Au cours de ces trois décennies, Nintendo a vendu 119 millions de Game Boys, 82 millions de GBA, 155 millions d'unités de la Nintendo DS et 75 millions d'unités de la 3DS. Cette série d'appareils à succès, soutenue par de solides titres propriétaires de ses personnages emblématiques, a rendu difficile pour d'autres rivaux de percer le marché.

La première tentative de Nintendo de chevaucher les marchés des jeux domestiques et portables, la Wii U, a échoué en raison de faibles efforts de marketing, d'un manque de jeux tiers et d'un deuxième écran qui ne fonctionnait qu'à proximité de la console TV connectée. Mais le Switch a corrigé ces problèmes avec une transition transparente entre ses modes portable et TV.

Cette configuration pratique a impressionné les joueurs, et Nintendo a expédié plus de 40 millions de commutateurs depuis son lancement au début de 2017. Par conséquent, il est sans doute trop tard pour Sony de lancer une console hybride concurrente, en particulier avec le lancement prévu de la PS5 l'année prochaine.

La compétition avec Nintendo n'est pas la priorité

L'unité de jeu de Sony a généré 23% de son chiffre d'affaires et 27% de son résultat opérationnel au premier semestre 2019. Pour l'année entière, Sony s'attend à une baisse de 13% du chiffre d'affaires de l'unité et à une baisse de 23% de son résultat opérationnel, à mesure que les joueurs achètent moins de consoles PS4 avant l'arrivée de la PS5.

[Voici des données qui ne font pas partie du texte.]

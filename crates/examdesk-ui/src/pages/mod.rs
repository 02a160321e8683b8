pub mod admin;
pub mod exams;
pub mod login;
pub mod register;
pub mod users;
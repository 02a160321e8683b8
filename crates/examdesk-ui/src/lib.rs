#![allow(non_snake_case)]

pub mod app;
pub mod components;
pub mod pages;
#[cfg(feature = "ssr")]
pub mod server;

pub use app::{shell, App};

#[cfg(feature = "hydrate")]
#[wasm_bindgen::prelude::wasm_bindgen]
pub fn hydrate() {
    console_error_panic_hook::set_once();
    leptos::mount::hydrate_body(App);
}
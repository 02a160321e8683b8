use examdesk_types::Fault;
use serde_json::Value;
use thiserror::Error;

#[derive(Error, Debug)]
pub enum ClientError {
    #[error("backend unreachable: {0}")]
    Unreachable(#[source] reqwest::Error),

    #[error("backend rejected request with HTTP {status}")]
    Rejected { status: u16, body: Value },

    #[error("malformed response body: {0}")]
    Malformed(#[source] reqwest::Error),

    #[error("invalid backend url {url}: {reason}")]
    InvalidBaseUrl { url: String, reason: String },

    #[error("failed to build http client: {0}")]
    Setup(#[source] reqwest::Error),
}

impl ClientError {
    pub fn status(&self) -> Option<u16> {
        match self {
            ClientError::Rejected { status, .. } => Some(*status),
            _ => None,
        }
    }

    /// Wire-level view used by the classification functions.
    pub fn fault(&self) -> Fault {
        match self {
            ClientError::Unreachable(_) | ClientError::Setup(_) | ClientError::InvalidBaseUrl { .. } => {
                Fault::Unreachable
            }
            ClientError::Rejected { status, body } => Fault::Response {
                status: *status,
                body: body.clone(),
            },
            ClientError::Malformed(_) => Fault::Malformed,
        }
    }
}

impl From<&ClientError> for Fault {
    fn from(error: &ClientError) -> Self {
        error.fault()
    }
}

Sony se concentre sur deux choses pendant ce ralentissement cyclique: augmenter ses revenus d'abonnement récurrents sur le PlayStation Network et assurer un lancement solide de la PS5 contre la Xbox de nouvelle génération de Microsoft. Il pourrait également étendre cet écosystème en investissant dans sa plate-forme de jeu en nuage PS Now et PlayStation VR.

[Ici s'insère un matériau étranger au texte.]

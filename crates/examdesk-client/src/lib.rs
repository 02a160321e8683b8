#![allow(non_snake_case)]

pub mod auth;
pub mod error;
pub mod exams;
pub mod login;
pub mod registration;
pub mod users;

use std::time::Duration;

use examdesk_types::Credentials;
use reqwest::{Client, RequestBuilder, Url};
use serde::de::DeserializeOwned;
use serde_json::Value;
use tracing::debug;

pub use error::ClientError;

pub const DEFAULT_BASE_URL: &str = "http://localhost:8000";

/// Client for the exam platform REST API. Holds no credentials; each
/// authenticated call takes them explicitly.
#[derive(Clone, Debug)]
pub struct ApiClient {
    http: Client,
    base_url: String,
}

impl ApiClient {
    pub fn new(base_url: &str) -> Result<Self, ClientError> {
        Self::with_timeout(base_url, None)
    }

    /// `timeout` of `None` keeps the transport default.
    pub fn with_timeout(base_url: &str, timeout: Option<Duration>) -> Result<Self, ClientError> {
        let trimmed = base_url.trim_end_matches('/');
        Url::parse(trimmed).map_err(|e| ClientError::InvalidBaseUrl {
            url: base_url.to_string(),
            reason: e.to_string(),
        })?;

        let mut builder = Client::builder().user_agent(concat!("examdesk/", env!("CARGO_PKG_VERSION")));
        if let Some(timeout) = timeout {
            builder = builder.timeout(timeout);
        }
        let http = builder.build().map_err(ClientError::Setup)?;

        Ok(Self {
            http,
            base_url: trimmed.to_string(),
        })
    }

    pub fn base_url(&self) -> &str {
        &self.base_url
    }

    fn url(&self, path: &str) -> String {
        format!("{}{path}", self.base_url)
    }

    fn get(&self, path: &str, credentials: Option<&Credentials>) -> RequestBuilder {
        authorize(self.http.get(self.url(path)), credentials)
    }

    fn post(&self, path: &str, credentials: Option<&Credentials>) -> RequestBuilder {
        authorize(self.http.post(self.url(path)), credentials)
    }

    fn patch(&self, path: &str, credentials: Option<&Credentials>) -> RequestBuilder {
        authorize(self.http.patch(self.url(path)), credentials)
    }

    /// Send and decode a 2xx JSON body.
    async fn send_json<T: DeserializeOwned>(&self, request: RequestBuilder) -> Result<T, ClientError> {
        let response = self.send(request).await?;
        response.json::<T>().await.map_err(ClientError::Malformed)
    }

    /// Send and ignore any 2xx body.
    async fn send_unit(&self, request: RequestBuilder) -> Result<(), ClientError> {
        self.send(request).await.map(|_| ())
    }

    async fn send(&self, request: RequestBuilder) -> Result<reqwest::Response, ClientError> {
        let response = request.send().await.map_err(ClientError::Unreachable)?;
        let status = response.status();
        debug!(url = %response.url(), status = status.as_u16(), "backend response");

        if status.is_success() {
            return Ok(response);
        }

        let text = response.text().await.unwrap_or_default();
        Err(ClientError::Rejected {
            status: status.as_u16(),
            body: parse_error_body(&text),
        })
    }
}

fn authorize(request: RequestBuilder, credentials: Option<&Credentials>) -> RequestBuilder {
    match credentials {
        Some(c) => request.bearer_auth(&c.0),
        None => request,
    }
}

/// Error bodies are usually JSON; anything else is kept as a string.
fn parse_error_body(text: &str) -> Value {
    if text.trim().is_empty() {
        return Value::Null;
    }
    serde_json::from_str(text).unwrap_or_else(|_| Value::String(text.to_string()))
}

#[cfg(test)]
mod tests {
    use super::*;
    use serde_json::json;

    #[test]
    fn base_url_is_validated_and_trimmed() {
        let client = ApiClient::new("http://localhost:8000/").unwrap();
        assert_eq!(client.base_url(), "http://localhost:8000");
        assert_eq!(client.url("/api/users/token/"), "http://localhost:8000/api/users/token/");

        assert!(matches!(
            ApiClient::new("not a url"),
            Err(ClientError::InvalidBaseUrl { .. })
        ));
    }

    #[test]
    fn error_bodies_fall_back_to_text() {
        assert_eq!(parse_error_body(""), Value::Null);
        assert_eq!(parse_error_body(r#"{"error":"x"}"#), json!({ "error": "x" }));
        assert_eq!(
            parse_error_body("<h1>Server Error (500)</h1>"),
            json!("<h1>Server Error (500)</h1>")
        );
    }
}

À l'avenir, Sony pourrait lancer de nouvelles façons de diffuser des jeux PS sur PC et appareils mobiles, lancer de nouveaux smartphones de jeu ou développer plus de jeux mobiles pour étendre sa portée au-delà des consoles. Cependant, la concurrence avec Nintendo n'est pas une priorité pour Sony, et cela semble contenu pour permettre à Nintendo de dominer le marché des appareils de jeu portables hybrides dans un avenir prévisible.